Dropping Convexity for More Efficient and Scalable Online Multiview Learning
This work addresses scalability issues in multiview learning for data analysis and machine learning applications, though it is incremental as it builds on existing heuristic nonconvex approaches.
The paper tackles the computational inefficiency of convex optimization in multiview representation learning by proposing a nonconvex formulation solved with stochastic gradient descent, achieving theoretical justification for global convergence and empirical efficiency.
Multiview representation learning is very popular for latent factor analysis. It naturally arises in many data analysis, machine learning, and information retrieval applications to model dependent structures among multiple data sources. For computational convenience, existing approaches usually formulate the multiview representation learning as convex optimization problems, where global optima can be obtained by certain algorithms in polynomial time.
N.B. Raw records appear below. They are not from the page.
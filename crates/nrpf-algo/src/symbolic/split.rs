//! Splitting a derivative into its Newton stamp components.
//!
//! Given an equation `f(x) = 0` (a derivative of a Lagrangian), Newton
//! linearization around a point `x0` gives
//!
//! ```text
//! Σ_v ∂f/∂v(x0) · v  =  Σ_v ∂f/∂v(x0) · v0 − f(x0)
//!   └── Y row ──┘        └────────── J entry ─────────┘
//! ```
//!
//! [`split_expr`] produces both sides symbolically. Each additive term of
//! the expanded equation is classified, in this order:
//!
//! 1. constant (no unknowns): moves to the right-hand side, negated
//! 2. exactly linear in one unknown: contributes its coefficient to Y
//! 3. anything else: linearized, contributing to both Y and J
//!
//! so that for every point, `Σ coefficient·v − constant` reproduces `f`.

use std::collections::BTreeMap;

use nrpf_core::{NrpfError, NrpfResult};

use super::expr::{Expr, Symbol};

/// Symbolic Newton components of one equation.
#[derive(Debug, Clone, PartialEq)]
pub struct Split {
    /// Right-hand side (J) expression
    pub constant: Expr,
    /// Coefficient (Y) expression for each unknown; zeros omitted
    pub coefficients: BTreeMap<Symbol, Expr>,
}

/// True if `expr` depends on none of `vars`.
pub fn is_constant(expr: &Expr, vars: &[Symbol]) -> bool {
    !expr.free_symbols().iter().any(|s| vars.contains(s))
}

/// True if `expr` depends on `vars` and every second derivative vanishes.
pub fn is_linear(expr: &Expr, vars: &[Symbol]) -> bool {
    if is_constant(expr, vars) {
        return false;
    }
    let present: Vec<Symbol> = expr
        .free_symbols()
        .into_iter()
        .filter(|s| vars.contains(s))
        .collect();
    for &x in &present {
        let first = expr.diff(x);
        for &y in &present {
            if !first.diff(y).is_zero() {
                return false;
            }
        }
    }
    true
}

/// The single unknown a linear term depends on.
///
/// Asking for the linear term of anything else is a modeling bug and is
/// reported as such.
pub fn linear_term(expr: &Expr, vars: &[Symbol]) -> NrpfResult<Symbol> {
    if !is_linear(expr, vars) {
        return Err(NrpfError::Modeling(format!(
            "expression is not linear: {}",
            expr
        )));
    }
    let mut present = expr.free_symbols().into_iter().filter(|s| vars.contains(s));
    match (present.next(), present.next()) {
        (Some(var), None) => Ok(var),
        _ => Err(NrpfError::Modeling(format!(
            "expression is not linear in exactly one variable: {}",
            expr
        ))),
    }
}

/// First-order expansion of a nonlinear term around the symbols themselves.
///
/// Returns `(−t + Σ ∂t/∂v · v, {v: ∂t/∂v})`.
fn linearize_term(term: &Expr, vars: &[Symbol]) -> (Expr, Vec<(Symbol, Expr)>) {
    let mut constant = vec![-term.clone()];
    let mut coefficients = Vec::new();
    for &var in vars {
        let derivative = term.diff(var);
        if derivative.is_zero() {
            continue;
        }
        constant.push(derivative.clone() * Expr::Sym(var));
        coefficients.push((var, derivative));
    }
    (Expr::Add(constant), coefficients)
}

/// Split `eqn` into its right-hand-side and per-unknown coefficient parts.
pub fn split_expr(eqn: &Expr, vars: &[Symbol]) -> NrpfResult<Split> {
    let mut constant: Vec<Expr> = Vec::new();
    let mut coefficients: BTreeMap<Symbol, Vec<Expr>> = BTreeMap::new();

    for term in eqn.expand() {
        if is_constant(&term, vars) {
            constant.push(-term);
        } else if is_linear(&term, vars) {
            let var = linear_term(&term, vars)?;
            coefficients.entry(var).or_default().push(term.diff(var));
        } else {
            let (rhs, coeffs) = linearize_term(&term, vars);
            constant.push(rhs);
            for (var, coeff) in coeffs {
                coefficients.entry(var).or_default().push(coeff);
            }
        }
    }

    let coefficients = coefficients
        .into_iter()
        .map(|(var, parts)| (var, Expr::Add(parts).simplify()))
        .filter(|(_, coeff)| !coeff.is_zero())
        .collect();

    Ok(Split {
        constant: Expr::Add(constant).simplify(),
        coefficients,
    })
}

#[cfg(test)]
mod tests {
    use super::*;
    use std::collections::HashMap;

    const X: Symbol = Symbol("x");
    const Y: Symbol = Symbol("y");
    const K: Symbol = Symbol("k");

    fn reconstruct(split: &Split, env: &HashMap<Symbol, f64>) -> f64 {
        let linear: f64 = split
            .coefficients
            .iter()
            .map(|(var, coeff)| coeff.eval(env).unwrap() * env[var])
            .sum();
        linear - split.constant.eval(env).unwrap()
    }

    #[test]
    fn quadratic_round_trip() {
        // f = 3x^2 + k*x*y - 2y + 5
        let x = Expr::Sym(X);
        let y = Expr::Sym(Y);
        let k = Expr::Sym(K);
        let f = 3.0 * x.clone().powi(2) + k * x * y.clone() - 2.0 * y + 5.0;
        let split = split_expr(&f, &[X, Y]).unwrap();

        for &(xv, yv, kv) in &[(0.3, -1.2, 2.0), (1.7, 0.4, -0.5), (0.0, 0.0, 1.0)] {
            let env: HashMap<Symbol, f64> = [(X, xv), (Y, yv), (K, kv)].into_iter().collect();
            let direct = f.eval(&env).unwrap();
            let rebuilt = reconstruct(&split, &env);
            assert!(
                (direct - rebuilt).abs() < 1e-12,
                "split does not reproduce f at ({}, {}): {} vs {}",
                xv,
                yv,
                direct,
                rebuilt
            );
        }
    }

    #[test]
    fn linear_terms_have_no_rhs() {
        let x = Expr::Sym(X);
        let f = 4.0 * x - Expr::Sym(K);
        let split = split_expr(&f, &[X, Y]).unwrap();
        assert_eq!(split.coefficients.len(), 1);
        assert_eq!(split.coefficients[&X], Expr::Const(4.0));
        // −(−k) = k on the right-hand side
        assert_eq!(split.constant, Expr::Sym(K));
    }

    #[test]
    fn zero_coefficients_are_dropped() {
        let x = Expr::Sym(X);
        let f = x.clone() - x + Expr::Sym(Y);
        let split = split_expr(&f, &[X, Y]).unwrap();
        assert!(!split.coefficients.contains_key(&X));
        assert!(split.constant.is_zero());
    }

    #[test]
    fn linear_term_rejects_nonlinear_expressions() {
        let x = Expr::Sym(X);
        let y = Expr::Sym(Y);
        let err = linear_term(&(x.clone() * y), &[X, Y]).unwrap_err();
        assert!(matches!(err, NrpfError::Modeling(_)));
        assert!(linear_term(&Expr::Sym(K), &[X, Y]).is_err());
        assert_eq!(linear_term(&(2.0 * x), &[X, Y]).unwrap(), X);
    }

    #[test]
    fn classification_order() {
        let x = Expr::Sym(X);
        assert!(is_constant(&Expr::Sym(K), &[X]));
        assert!(!is_linear(&Expr::Sym(K), &[X]));
        assert!(is_linear(&(Expr::Sym(K) * x.clone()), &[X]));
        assert!(!is_linear(&x.powi(2), &[X]));
    }
}
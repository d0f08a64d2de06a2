//! Fictitious current injection used by infeasibility analysis.
//!
//! One per bus. The solver minimizes `Σ |I_inf|²` subject to the network
//! equations; non-zero currents at the solution point at buses where the
//! network cannot be served.

use nrpf_core::{BusId, NodeMap, NodePair, NrpfResult, UnknownKind};

use crate::sparse::MatrixBuilder;

use super::binding::{stamp_dual_equations, Binding};
use super::{handlers, Stamp, StampContext};

#[derive(Debug, Clone, PartialEq)]
pub struct InfeasibilityCurrent {
    pub bus: BusId,
    current: NodePair,
}

impl InfeasibilityCurrent {
    pub fn new(bus: BusId, nodes: &mut NodeMap) -> Self {
        Self {
            bus,
            current: nodes.allocate_plain_pair(UnknownKind::InfeasibilityCurrent),
        }
    }

    pub fn current_unknowns(&self) -> NodePair {
        self.current
    }

    /// Complex power injected by the fictitious current, `(P, Q)`.
    pub fn power(&self, v: &[f64], nodes: &NodeMap) -> NrpfResult<(f64, f64)> {
        let bus = nodes.bus(self.bus)?;
        let (vr, vi) = (v[bus.r], v[bus.i]);
        let (ir, ii) = (v[self.current.r], v[self.current.i]);
        // the current enters the KCL row as a draw, so the injection is −I
        Ok((-(vr * ir + vi * ii), -(vi * ir - vr * ii)))
    }

    fn binding(&self, nodes: &NodeMap) -> NrpfResult<Binding> {
        Ok(Binding::new()
            .self_paired(self.current)
            .multipliers_of(nodes.bus(self.bus)?))
    }
}

impl Stamp for InfeasibilityCurrent {
    fn stamp_primal(
        &self,
        y: &mut MatrixBuilder,
        _j: &mut [f64],
        _v: &[f64],
        ctx: &StampContext<'_>,
    ) -> NrpfResult<()> {
        let bus = ctx.nodes.bus(self.bus)?;
        y.add(bus.r, self.current.r, 1.0);
        y.add(bus.i, self.current.i, 1.0);
        Ok(())
    }

    fn stamp_dual(
        &self,
        y: &mut MatrixBuilder,
        j: &mut [f64],
        v: &[f64],
        ctx: &StampContext<'_>,
    ) -> NrpfResult<()> {
        stamp_dual_equations(
            handlers::infeasibility()?,
            &[],
            &self.binding(ctx.nodes)?,
            y,
            j,
            v,
        );
        Ok(())
    }
}
//! Topology helpers used to sanity-check a network before solving.
//!
//! Buses become graph nodes and every closed conducting element becomes an
//! edge. An island with no voltage source has no voltage reference and
//! leaves the nodal system singular, so these helpers are run by the
//! network validator before any stamping happens.

use petgraph::algo::connected_components;
use petgraph::graph::{NodeIndex, UnGraph};
use petgraph::visit::Bfs;
use std::collections::HashSet;

use crate::BusId;

/// One connected group of buses, numbered in discovery order.
#[derive(Debug, Clone, PartialEq, Eq)]
pub struct Island {
    pub island_id: usize,
    pub buses: Vec<BusId>,
}

/// Undirected bus connectivity graph.
#[derive(Debug, Default)]
pub struct Topology {
    graph: UnGraph<BusId, ()>,
}

impl Topology {
    /// Create a topology over `bus_count` buses numbered `0..bus_count`.
    pub fn new(bus_count: usize) -> Self {
        let mut graph = UnGraph::with_capacity(bus_count, bus_count);
        for idx in 0..bus_count {
            graph.add_node(BusId::new(idx));
        }
        Self { graph }
    }

    /// Connect two buses. Unknown ids are ignored; the node map reports them.
    pub fn connect(&mut self, a: BusId, b: BusId) {
        let count = self.graph.node_count();
        if a.value() < count && b.value() < count && a != b {
            self.graph
                .add_edge(NodeIndex::new(a.value()), NodeIndex::new(b.value()), ());
        }
    }

    pub fn component_count(&self) -> usize {
        connected_components(&self.graph)
    }

    /// Labels connected components via breadth-first search.
    pub fn islands(&self) -> Vec<Island> {
        let mut visited = HashSet::new();
        let mut islands = Vec::new();
        for start in self.graph.node_indices() {
            if visited.contains(&start) {
                continue;
            }
            let mut members = Vec::new();
            let mut bfs = Bfs::new(&self.graph, start);
            while let Some(node) = bfs.next(&self.graph) {
                visited.insert(node);
                members.push(self.graph[node]);
            }
            members.sort_by_key(|bus| bus.value());
            islands.push(Island {
                island_id: islands.len(),
                buses: members,
            });
        }
        islands
    }

    /// Islands that contain none of the given source buses.
    pub fn unsourced_islands(&self, sources: &[BusId]) -> Vec<Island> {
        let sources: HashSet<BusId> = sources.iter().copied().collect();
        self.islands()
            .into_iter()
            .filter(|island| !island.buses.iter().any(|bus| sources.contains(bus)))
            .collect()
    }
}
However, many pieces of evidence have corroborated that heuristic nonconvex approaches also have good empirical computational performance and convergence to the global optima, although there is a lack of theoretical justification. Such a gap between theory and practice motivates us to study a nonconvex formulation for multiview representation learning, which can be efficiently solved by a simple stochastic gradient descent (SGD) algorithm. We first illustrate the geometry of the nonconvex formulation; Then, we establish asymptotic global rates of convergence to the global optima by diffusion approximations. Numerical experiments are provided to support our theory.